EXERCISE INSTRUCTIONS
Report each line of the listing that carries the word "Weak".

MATERIAL FOR THIS TASK
Segment Open

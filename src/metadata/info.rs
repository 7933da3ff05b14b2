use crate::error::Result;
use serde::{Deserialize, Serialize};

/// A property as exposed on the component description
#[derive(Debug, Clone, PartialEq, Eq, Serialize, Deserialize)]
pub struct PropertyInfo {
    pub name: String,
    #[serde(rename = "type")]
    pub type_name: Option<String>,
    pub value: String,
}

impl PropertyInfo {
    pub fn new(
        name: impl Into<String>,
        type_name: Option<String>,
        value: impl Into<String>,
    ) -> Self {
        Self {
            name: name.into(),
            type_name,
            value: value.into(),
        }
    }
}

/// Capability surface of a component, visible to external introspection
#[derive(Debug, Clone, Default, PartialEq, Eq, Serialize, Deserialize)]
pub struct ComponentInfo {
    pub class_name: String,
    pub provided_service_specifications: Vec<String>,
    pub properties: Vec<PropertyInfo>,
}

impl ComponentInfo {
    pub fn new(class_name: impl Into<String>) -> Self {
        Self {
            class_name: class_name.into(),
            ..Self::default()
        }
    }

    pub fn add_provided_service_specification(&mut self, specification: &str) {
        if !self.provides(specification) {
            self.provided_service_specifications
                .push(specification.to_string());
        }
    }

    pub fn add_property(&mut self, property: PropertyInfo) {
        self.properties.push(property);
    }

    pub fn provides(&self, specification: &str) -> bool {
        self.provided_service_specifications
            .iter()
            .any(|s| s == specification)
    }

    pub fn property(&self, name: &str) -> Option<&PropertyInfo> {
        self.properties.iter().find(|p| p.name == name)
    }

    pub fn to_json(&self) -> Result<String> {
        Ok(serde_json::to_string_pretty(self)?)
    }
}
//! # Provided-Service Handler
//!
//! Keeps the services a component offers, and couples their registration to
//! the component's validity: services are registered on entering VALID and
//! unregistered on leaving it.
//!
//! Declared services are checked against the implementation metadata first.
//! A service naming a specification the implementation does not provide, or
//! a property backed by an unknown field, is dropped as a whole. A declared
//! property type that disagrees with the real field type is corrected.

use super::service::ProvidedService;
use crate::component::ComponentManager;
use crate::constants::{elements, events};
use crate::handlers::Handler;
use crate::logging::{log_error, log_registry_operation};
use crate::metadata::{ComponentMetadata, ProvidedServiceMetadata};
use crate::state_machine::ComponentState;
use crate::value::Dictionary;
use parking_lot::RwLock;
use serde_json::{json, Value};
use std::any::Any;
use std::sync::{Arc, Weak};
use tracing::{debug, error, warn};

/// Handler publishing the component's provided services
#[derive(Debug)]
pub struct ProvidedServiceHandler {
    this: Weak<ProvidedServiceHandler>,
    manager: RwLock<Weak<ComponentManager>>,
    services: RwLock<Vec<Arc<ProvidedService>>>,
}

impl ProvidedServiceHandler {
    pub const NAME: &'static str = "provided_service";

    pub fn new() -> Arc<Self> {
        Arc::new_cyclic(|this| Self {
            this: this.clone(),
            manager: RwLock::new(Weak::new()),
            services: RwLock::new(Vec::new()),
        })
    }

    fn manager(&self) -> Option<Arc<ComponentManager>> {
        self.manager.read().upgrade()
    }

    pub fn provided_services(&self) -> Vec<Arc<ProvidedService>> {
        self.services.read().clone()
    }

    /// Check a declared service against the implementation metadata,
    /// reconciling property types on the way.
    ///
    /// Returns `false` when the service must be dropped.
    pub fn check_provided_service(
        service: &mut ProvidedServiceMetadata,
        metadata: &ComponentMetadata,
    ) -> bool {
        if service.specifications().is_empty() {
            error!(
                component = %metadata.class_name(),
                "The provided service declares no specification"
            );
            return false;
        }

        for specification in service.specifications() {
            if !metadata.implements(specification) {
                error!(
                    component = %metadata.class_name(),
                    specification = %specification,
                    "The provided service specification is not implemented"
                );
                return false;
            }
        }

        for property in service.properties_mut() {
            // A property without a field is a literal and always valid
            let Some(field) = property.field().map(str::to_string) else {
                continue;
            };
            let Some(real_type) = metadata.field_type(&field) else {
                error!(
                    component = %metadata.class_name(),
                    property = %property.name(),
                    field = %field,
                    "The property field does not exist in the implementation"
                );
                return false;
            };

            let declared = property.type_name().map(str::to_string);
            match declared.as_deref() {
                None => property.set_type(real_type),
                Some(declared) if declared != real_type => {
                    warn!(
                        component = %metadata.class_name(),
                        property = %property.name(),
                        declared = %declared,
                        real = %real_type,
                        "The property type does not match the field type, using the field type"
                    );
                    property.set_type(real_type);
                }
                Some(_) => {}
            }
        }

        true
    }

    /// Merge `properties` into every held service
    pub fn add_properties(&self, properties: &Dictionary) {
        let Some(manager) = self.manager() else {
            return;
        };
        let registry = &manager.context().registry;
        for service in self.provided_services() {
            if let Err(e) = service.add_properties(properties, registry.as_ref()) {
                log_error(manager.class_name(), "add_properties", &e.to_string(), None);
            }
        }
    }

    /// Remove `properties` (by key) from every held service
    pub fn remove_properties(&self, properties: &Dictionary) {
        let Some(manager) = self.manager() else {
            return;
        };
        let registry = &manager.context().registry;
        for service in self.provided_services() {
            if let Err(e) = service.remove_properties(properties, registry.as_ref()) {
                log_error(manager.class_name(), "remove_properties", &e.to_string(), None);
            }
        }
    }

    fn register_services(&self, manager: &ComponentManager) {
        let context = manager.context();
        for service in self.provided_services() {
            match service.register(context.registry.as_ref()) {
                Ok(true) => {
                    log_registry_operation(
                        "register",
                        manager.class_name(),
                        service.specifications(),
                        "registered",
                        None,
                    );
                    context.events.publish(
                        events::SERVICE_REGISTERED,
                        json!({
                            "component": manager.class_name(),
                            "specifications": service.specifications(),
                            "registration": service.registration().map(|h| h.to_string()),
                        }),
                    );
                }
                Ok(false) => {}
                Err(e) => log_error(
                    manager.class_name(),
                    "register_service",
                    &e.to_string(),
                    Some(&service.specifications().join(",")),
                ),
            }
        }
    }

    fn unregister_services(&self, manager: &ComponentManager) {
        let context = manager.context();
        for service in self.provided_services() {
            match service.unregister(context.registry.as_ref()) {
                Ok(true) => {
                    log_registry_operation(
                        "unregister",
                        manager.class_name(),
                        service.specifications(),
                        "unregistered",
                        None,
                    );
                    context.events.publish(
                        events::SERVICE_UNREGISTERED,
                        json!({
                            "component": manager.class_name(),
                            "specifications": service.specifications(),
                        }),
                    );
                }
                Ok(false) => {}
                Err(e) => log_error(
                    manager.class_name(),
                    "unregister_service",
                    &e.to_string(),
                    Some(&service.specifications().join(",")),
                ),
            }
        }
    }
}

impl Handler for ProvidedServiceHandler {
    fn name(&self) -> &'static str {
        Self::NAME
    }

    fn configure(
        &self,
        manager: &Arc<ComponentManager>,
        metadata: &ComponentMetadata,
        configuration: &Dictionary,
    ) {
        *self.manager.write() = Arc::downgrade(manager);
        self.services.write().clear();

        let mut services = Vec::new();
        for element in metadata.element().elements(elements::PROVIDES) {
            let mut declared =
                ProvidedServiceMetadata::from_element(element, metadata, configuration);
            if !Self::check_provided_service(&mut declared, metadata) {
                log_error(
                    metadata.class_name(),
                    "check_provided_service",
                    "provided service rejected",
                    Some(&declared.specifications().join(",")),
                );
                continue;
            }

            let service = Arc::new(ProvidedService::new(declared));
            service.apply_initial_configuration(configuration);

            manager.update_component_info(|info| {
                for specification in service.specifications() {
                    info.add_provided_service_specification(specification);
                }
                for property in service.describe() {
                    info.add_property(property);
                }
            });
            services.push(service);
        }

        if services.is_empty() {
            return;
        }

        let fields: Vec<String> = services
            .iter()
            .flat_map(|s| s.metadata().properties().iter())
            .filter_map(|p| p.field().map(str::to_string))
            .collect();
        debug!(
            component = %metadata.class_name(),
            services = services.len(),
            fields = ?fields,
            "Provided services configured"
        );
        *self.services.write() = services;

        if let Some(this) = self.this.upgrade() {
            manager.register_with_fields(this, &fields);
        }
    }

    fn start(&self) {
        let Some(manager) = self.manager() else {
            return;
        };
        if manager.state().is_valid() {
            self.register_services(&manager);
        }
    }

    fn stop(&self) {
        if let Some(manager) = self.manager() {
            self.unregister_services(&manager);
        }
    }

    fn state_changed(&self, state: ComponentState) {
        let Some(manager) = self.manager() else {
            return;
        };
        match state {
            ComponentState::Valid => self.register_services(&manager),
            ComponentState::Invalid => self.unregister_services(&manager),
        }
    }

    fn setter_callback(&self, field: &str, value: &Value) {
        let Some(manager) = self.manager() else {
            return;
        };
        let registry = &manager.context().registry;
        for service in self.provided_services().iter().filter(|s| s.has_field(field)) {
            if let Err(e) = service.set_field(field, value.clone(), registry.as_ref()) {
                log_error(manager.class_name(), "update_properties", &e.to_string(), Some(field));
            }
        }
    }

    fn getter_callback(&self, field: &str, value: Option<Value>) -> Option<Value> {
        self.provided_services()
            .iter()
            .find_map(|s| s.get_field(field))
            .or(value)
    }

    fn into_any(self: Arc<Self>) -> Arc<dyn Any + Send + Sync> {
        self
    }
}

Segment Closed

YOUR SOLUTION
use std::sync::{Arc, Weak};
    this: Weak<ProvidedServiceHandler>,
    manager: RwLock<Weak<ComponentManager>>,
            manager: RwLock::new(Weak::new()),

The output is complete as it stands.